A new default restraint library for the protein backbone in Phenix: a conformation-dependent geometry goes mainstream.

Chemical restraints are a fundamental part of crystallographic protein structure refinement. In response to mounting evidence that conventional restraints have shortcomings, it has previously been documented that using backbone restraints that depend on the protein backbone conformation helps to address these shortcomings and improves the performance of refinements [Moriarty et al. (2014), FEBS J. 281, 4061-4071]. It is important that these improvements be made available to all in the protein crystallography community. Toward this end, a change in the default geometry library used by Phenix is described here. Tests are presented showing that this change will not generate increased numbers of outliers during validation, or deposition in the Protein Data Bank, during the transition period in which some validation tools still use the conventional restraint libraries.

Since the mid-1980s (see, for example, Scarsdale et al., 1983 ▸; Schäfer et al., 1984 ▸), quantum-mechanics calculations have shown that the backbone bond angles of dipeptide model compounds vary substantially with protein conformation (i.e. the φ and ψ torsion angles). This was later confirmed to occur in proteins (Jiang et al., 1995 ▸; Karplus, 1996 ▸), but remained a little known reality until it was suggested that accounting for this behaviour might resolve a controversy about how best to handle restraints in protein crystallographic refinements (Karplus et al., 2008 ▸).
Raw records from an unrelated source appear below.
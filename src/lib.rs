//! Exact branch-and-bound chromatic number solver (Sewell 1996, Furini 2017).

// #![warn(clippy::all, clippy::pedantic)]
// useful additional warnings if docs are missing, or crates imported but unused, etc.
#![warn(missing_debug_implementations)]
#![warn(missing_docs)]
#![warn(trivial_casts, trivial_numeric_casts)]
#![warn(unsafe_code)]
#![warn(unused_extern_crates)]

/// fixed-width bitset packed into `u64` words
pub mod bitset;

/// error taxonomy shared by graph construction, parsing, and solving
pub mod error;

/// read-only CSR graph view
pub mod graph;

/// DIMACS `.col` parser
pub mod dimacs;

/// initial greedy clique lower bound and DSATUR upper bound
pub mod heuristics;

/// progress snapshots and the wall-clock deadline budget
pub mod progress;

/// the Sewell and Furini B&B engines
pub mod engine;

/// the solver façade: dispatch and racing of the two engines
pub mod solver;
//! Shared utilities: dense bit sets and 64-bit mask arithmetic.

mod bitset;
mod math;

pub use bitset::{BitSet, BitSetIter};
pub use math::{
    calc_mask, covering_mask, least_sig_bit, minimal_mask, most_sig_bit, sign_bit, to_u32,
    SENTINEL_BIT,
};
//! Result of a liveness run.

use crate::analysis::graph::{OpId, ValueId};

/// Consume masks computed for every value slot of one function.
///
/// Masks are only meaningful for the graph state the analysis ran on; any
/// later mutation of the function invalidates them.
#[derive(Debug, Clone)]
pub struct ConsumeMasks {
    pub(crate) consume: Vec<u64>,
    pub(crate) reached: Vec<bool>,
    pub(crate) anchored: Vec<ValueId>,
    pub(crate) indirect_sources: Vec<OpId>,
    pub(crate) pushes: usize,
    pub(crate) rounds: usize,
    pub(crate) trace: Option<Vec<(ValueId, u64)>>,
}

impl ConsumeMasks {
    /// Returns the bits of `value` read by some definitely-executed use.
    ///
    /// Unknown handles report zero.
    #[must_use]
    pub fn mask(&self, value: ValueId) -> u64 {
        self.consume.get(value.index()).copied().unwrap_or(0)
    }

    /// Returns `true` if propagation reached `value` at all, even with a zero mask.
    #[must_use]
    pub fn is_reached(&self, value: ValueId) -> bool {
        self.reached.get(value.index()).copied().unwrap_or(false)
    }

    /// Returns `true` if `value` was reached but none of its bits are consumed.
    #[must_use]
    pub fn is_vacuous(&self, value: ValueId) -> bool {
        self.is_reached(value) && self.mask(value) == 0
    }

    /// Returns the load outputs kept alive by the volatile-load guard.
    #[must_use]
    pub fn anchored_loads(&self) -> &[ValueId] {
        &self.anchored
    }

    /// Returns the operations found to cause a live `Indirect` effect.
    #[must_use]
    pub fn indirect_sources(&self) -> &[OpId] {
        &self.indirect_sources
    }

    /// Returns how many times a value was placed on the worklist.
    #[must_use]
    pub const fn pushes(&self) -> usize {
        self.pushes
    }

    /// Returns the number of worklist fixpoints run (2 when the volatile-load
    /// guard anchored a load).
    #[must_use]
    pub const fn rounds(&self) -> usize {
        self.rounds
    }

    /// Returns every mask update in order, if tracing was requested.
    #[must_use]
    pub fn trace(&self) -> Option<&[(ValueId, u64)]> {
        self.trace.as_deref()
    }

    /// Iterates over `(value, mask)` for every reached value.
    pub fn iter(&self) -> impl Iterator<Item = (ValueId, u64)> + '_ {
        self.consume
            .iter()
            .zip(&self.reached)
            .enumerate()
            .filter(|(_, (_, &reached))| reached)
            .filter_map(|(index, (&mask, _))| {
                u32::try_from(index).ok().map(|i| (ValueId::new(i), mask))
            })
    }
}
#[cfg(test)]
mod tests {
    use super::*;

    #[test]
    fn test_empty_log() {
        let log = EventLog::new();
        assert!(log.is_empty());
        assert_eq!(log.len(), 0);
        assert_eq!(log.summary(), "no events");
    }

    #[test]
    fn test_record_event() {
        let log = EventLog::new();
        log.record(EventKind::RuleApplied)
            .at(0x4000, 3)
            .unit("foldconstants")
            .message("op3 folded");

        let event = log.iter().next().unwrap();
        assert_eq!(event.function, Some(0x4000));
        assert_eq!(event.location, Some(3));
        assert_eq!(event.unit.as_deref(), Some("foldconstants"));
        assert_eq!(event.to_string(), "[rule applied] foldconstants: op3 folded");
    }

    #[test]
    fn test_default_message() {
        let log = EventLog::new();
        log.record(EventKind::Restart);
        assert_eq!(log.iter().next().unwrap().message, "restart");
    }

    #[test]
    fn test_filters() {
        let log = EventLog::new();
        log.record(EventKind::OpDestroyed).at(1, 0).unit("deadcode");
        log.record(EventKind::OpDestroyed).at(2, 0).unit("deadcode");
        log.record(EventKind::RuleApplied).at(2, 1).unit("identity");
        log.warn("careful");

        assert_eq!(log.filter_function(2).count(), 2);
        assert_eq!(log.filter_unit("deadcode").count(), 2);
        assert_eq!(log.warnings().count(), 1);
        assert_eq!(log.functions_affected(), 2);
        assert_eq!(log.summary(), "1 rule applied, 2 op destroyed");
    }

    #[test]
    fn test_merge_and_stats() {
        let a = EventLog::new();
        a.record(EventKind::ValueZeroed).at(1, 4);
        let b = EventLog::new();
        b.record(EventKind::LoadAnchored).at(1, 5);
        b.error("boom");
        a.merge(&b);

        let stats = DerivedStats::from_log(&a);
        assert_eq!(stats.values_zeroed, 1);
        assert_eq!(stats.loads_anchored, 1);
        assert_eq!(stats.errors, 1);
        assert_eq!(stats.to_string(), "1 functions, 1 values zeroed, 1 loads anchored, 1 errors");
    }
}
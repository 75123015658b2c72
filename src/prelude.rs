//! # pcodeflow Prelude
//!
//! This module provides a convenient prelude for the most commonly used types and traits
//! from the pcodeflow library. Import it to build functions, derive pipelines and run them
//! without spelling out every module path.

// ================================================================================================
// Core Types and Error Handling
// ================================================================================================

/// The main error type for all pcodeflow operations
pub use crate::Error;

/// The result type used throughout pcodeflow
pub use crate::Result;

// ================================================================================================
// Program Representation
// ================================================================================================

/// The operation/value graph and its handles
pub use crate::analysis::{
    CallSpec, Function, OpCode, OpFlags, OpId, Operation, ReturnPrototype, Space, Value,
    ValueFlags, ValueId,
};

/// Closure-based graph construction
pub use crate::analysis::{BlockContext, FunctionBuilder, FunctionContext};

/// Bit-precision liveness
pub use crate::analysis::{ConsumeAnalysis, ConsumeMasks};

// ================================================================================================
// Scheduling
// ================================================================================================

/// Registry, pipelines and configuration
pub use crate::compiler::{
    GroupList, PassRegistry, Pipeline, SchedulerConfig, WorklistOrder, STANDARD_GROUP_LISTS,
};

/// Building custom catalogs
pub use crate::compiler::{Action, Catalog, CatalogBuilder, Rule, UnitKind};

/// Per-function state, diagnostics and batch processing
pub use crate::compiler::{
    BatchDriver, BatchReport, CancelFlag, DerivedStats, EventKind, EventLog, PassContext,
};
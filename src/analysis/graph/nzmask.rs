//! Known-nonzero bit computation.
//!
//! Every value starts at the widest mask its size allows (constants start at
//! their own value) and each written value is then narrowed by a local rule
//! of its defining operation. The iteration is descending: starting from the
//! top of the lattice with monotone local rules, masks only ever lose bits, so
//! the worklist terminates after at most 64 changes per value.

use std::collections::VecDeque;

use crate::{
    analysis::graph::{Function, OpCode, Operation},
    utils::{calc_mask, covering_mask, most_sig_bit, sign_bit},
};

/// Computes the known-nonzero mask of every value slot of `func`.
///
/// Erased slots get a zero mask.
pub(crate) fn compute(func: &Function) -> Vec<u64> {
    let mut masks = vec![0u64; func.value_slots()];
    for value in func.values() {
        masks[value.id().index()] = match value.constant() {
            Some(val) => val,
            None => value.full_mask(),
        };
    }

    let mut queued = vec![false; func.op_slots()];
    let mut worklist: VecDeque<_> = func
        .ops()
        .filter(|op| op.output().is_some())
        .map(Operation::id)
        .collect();
    for op in &worklist {
        queued[op.index()] = true;
    }

    while let Some(id) = worklist.pop_front() {
        queued[id.index()] = false;
        let Some(op) = func.op(id) else { continue };
        let Some(out) = op.output() else { continue };
        let mask = local_mask(func, op, &masks);
        if mask == masks[out.index()] {
            continue;
        }
        masks[out.index()] = mask;
        let Some(value) = func.value(out) else { continue };
        for &reader in value.reads() {
            let writes = func.op(reader).is_some_and(|r| r.output().is_some());
            if writes && !queued[reader.index()] {
                queued[reader.index()] = true;
                worklist.push_back(reader);
            }
        }
    }
    masks
}

fn local_mask(func: &Function, op: &Operation, masks: &[u64]) -> u64 {
    let out_size = op
        .output()
        .and_then(|v| func.value(v))
        .map_or(8, |v| v.size());
    let full = calc_mask(out_size);

    let nz = |slot: usize| {
        op.input(slot)
            .map_or(u64::MAX, |v| masks.get(v.index()).copied().unwrap_or(u64::MAX))
    };
    let size_of = |slot: usize| {
        op.input(slot)
            .and_then(|v| func.value(v))
            .map_or(8, |v| v.size())
    };
    let const_in = |slot: usize| op.input(slot).and_then(|v| func.constant_of(v));

    if op.opcode().is_boolean_output() {
        return 1 & full;
    }

    let mask = match op.opcode() {
        OpCode::Copy | OpCode::IntZext => nz(0),
        OpCode::IntSext => {
            let inner = size_of(0);
            if nz(0) & sign_bit(inner) != 0 {
                nz(0) | (full & !calc_mask(inner))
            } else {
                nz(0)
            }
        }
        OpCode::IntAnd => nz(0) & nz(1),
        OpCode::IntOr | OpCode::IntXor => nz(0) | nz(1),
        OpCode::MultiEqual => (0..op.num_inputs()).fold(0, |acc, slot| acc | nz(slot)),
        OpCode::IntAdd => {
            let cover = covering_mask(nz(0) | nz(1));
            if cover == u64::MAX {
                cover
            } else {
                (cover << 1) | 1
            }
        }
        OpCode::IntMult => match (most_sig_bit(nz(0)), most_sig_bit(nz(1))) {
            (Some(a), Some(b)) if a + b + 2 < 64 => (1u64 << (a + b + 2)) - 1,
            (None, _) | (_, None) => 0,
            _ => u64::MAX,
        },
        OpCode::IntLeft => match const_in(1) {
            Some(sa) if sa >= 64 => 0,
            Some(sa) => nz(0) << sa,
            None => u64::MAX,
        },
        OpCode::IntRight => match const_in(1) {
            Some(sa) if sa >= 64 => 0,
            Some(sa) => nz(0) >> sa,
            None => u64::MAX,
        },
        OpCode::IntSRight => match const_in(1) {
            Some(sa) if nz(0) & sign_bit(size_of(0)) == 0 => {
                if sa >= 64 {
                    0
                } else {
                    nz(0) >> sa
                }
            }
            _ => u64::MAX,
        },
        OpCode::Subpiece => match const_in(1) {
            Some(bytes) if bytes < 8 => nz(0) >> (bytes * 8),
            _ => u64::MAX,
        },
        OpCode::Piece => {
            let low_bits = u64::from(size_of(1)) * 8;
            if low_bits >= 64 {
                u64::MAX
            } else {
                (nz(0) << low_bits) | nz(1)
            }
        }
        OpCode::PopCount => covering_mask(u64::from(nz(0).count_ones())),
        OpCode::LzCount => covering_mask(u64::from(size_of(0)) * 8),
        _ => u64::MAX,
    };
    mask & full
}
//! Rule and action traits.
//!
//! These are the two leaf shapes of a catalog. A [`Rule`] is a local rewrite
//! of one operation, dispatched by opcode from a rule pool. An [`Action`]
//! transforms the whole function at once.

use crate::{
    analysis::{Function, OpCode, OpId},
    compiler::context::PassContext,
    Result,
};

/// A single pattern-matched rewrite.
///
/// Rules are immutable and stateless: everything they learn about the
/// function is read from the graph, and their counters live in the
/// [`PassContext`]. They must be thread-safe so one derived pipeline can run
/// on many functions at once.
///
/// # Dispatch
///
/// A rule pool only offers an operation to the rules registered for its
/// opcode, in registration order, and stops at the first one that fires. A
/// rule returning an empty [`Rule::opcodes`] slice is offered every opcode.
pub trait Rule: Send + Sync {
    /// Unique name for logging and pipeline lookups.
    fn name(&self) -> &'static str;

    /// Group tag deciding which pipelines include the rule.
    fn group(&self) -> &'static str;

    /// Opcodes this rule may fire on. Empty means every opcode.
    fn opcodes(&self) -> &'static [OpCode];

    /// Tries to rewrite `op`.
    ///
    /// Returns the number of changes made; `0` means the rule did not fire.
    /// The rule may create operations (visited later by the same scan) and
    /// may destroy `op` itself.
    ///
    /// # Errors
    ///
    /// Returns an error if the graph is inconsistent. Errors abort processing
    /// of the current function.
    fn apply_op(&self, op: OpId, func: &mut Function, ctx: &mut PassContext) -> Result<usize>;

    /// Get a description of what this rule does.
    fn description(&self) -> &'static str {
        "No description available"
    }
}

/// A transformation over the whole function.
pub trait Action: Send + Sync {
    /// Unique name for logging and pipeline lookups.
    fn name(&self) -> &'static str;

    /// Group tag deciding which pipelines include the action.
    fn group(&self) -> &'static str;

    /// Runs the action, returning the number of changes made.
    ///
    /// # Errors
    ///
    /// Returns an error if the action fails to process the function.
    fn apply(&self, func: &mut Function, ctx: &mut PassContext) -> Result<usize>;

    /// Get a description of what this action does.
    fn description(&self) -> &'static str {
        "No description available"
    }
}
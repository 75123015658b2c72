//! Call-site and return prototypes.
//!
//! These capture what the prototype-recovery collaborators know about a
//! call's parameters and the function's own return value. Liveness consults
//! them to decide how much of each argument or return value is consumed.

/// What is known about the callee of one call site.
#[derive(Debug, Clone, Default, PartialEq, Eq)]
pub struct CallSpec {
    /// The callee's input prototype is locked (every argument is real).
    pub input_locked: bool,
    /// Parameter recovery is running on this call site.
    pub input_active: bool,
    /// Bytes of each argument the callee is known to consume, indexed by
    /// argument position (0 is the first argument after the call target).
    /// Zero means no hint.
    pub param_hints: Vec<u32>,
}

impl CallSpec {
    /// Creates a spec with an unlocked prototype and no hints.
    #[must_use]
    pub fn new() -> Self {
        Self::default()
    }

    /// Creates a spec whose input prototype is locked.
    #[must_use]
    pub fn locked() -> Self {
        Self {
            input_locked: true,
            ..Self::default()
        }
    }

    /// Sets the per-argument byte-consumption hints.
    #[must_use]
    pub fn with_hints(mut self, hints: Vec<u32>) -> Self {
        self.param_hints = hints;
        self
    }

    /// Returns `true` if every argument must be treated as fully consumed.
    #[must_use]
    pub const fn consumes_everything(&self) -> bool {
        self.input_locked || self.input_active
    }

    /// Returns the byte-consumption hint for argument `arg` (0 if none).
    #[must_use]
    pub fn hint(&self, arg: usize) -> u32 {
        self.param_hints.get(arg).copied().unwrap_or(0)
    }
}

/// What is known about the function's own return value.
#[derive(Debug, Clone, Default, PartialEq, Eq)]
pub struct ReturnPrototype {
    /// The return type is locked.
    pub output_locked: bool,
    /// Return recovery is running on this function.
    pub output_active: bool,
    /// Bytes of the return value known to be consumed by callers (0 if unknown).
    pub return_bytes_consumed: u32,
}

impl ReturnPrototype {
    /// Returns `true` if return values must be treated as fully consumed.
    #[must_use]
    pub const fn consumes_everything(&self) -> bool {
        self.output_locked || self.output_active
    }
}

#[cfg(test)]
mod tests {
    use super::*;

    #[test]
    fn test_call_spec_hints() {
        let spec = CallSpec::new().with_hints(vec![1, 0, 4]);
        assert!(!spec.consumes_everything());
        assert_eq!(spec.hint(0), 1);
        assert_eq!(spec.hint(1), 0);
        assert_eq!(spec.hint(2), 4);
        assert_eq!(spec.hint(7), 0);
        assert!(CallSpec::locked().consumes_everything());
    }

    #[test]
    fn test_return_prototype() {
        let proto = ReturnPrototype::default();
        assert!(!proto.consumes_everything());
        let active = ReturnPrototype {
            output_active: true,
            ..ReturnPrototype::default()
        };
        assert!(active.consumes_everything());
    }
}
Shortly thereafter, an analysis was carried out that codified how backbone bond lengths and angles were observed to change with conformation in a large set of protein crystal structures solved at 1 Å resolution or better (Berkholz et al., 2009 ▸). It was concluded that the bond-angle variations were reliably determined and substantial in size, but that the bond-length variations were less reliably determined and also so small as to be of little importance in modeling accuracy. In an accompanying highlight article (Dauter & Wlodawer, 2009 ▸) it was stated ‘Hopefully, the structural biology community will soon adopt the ideas’.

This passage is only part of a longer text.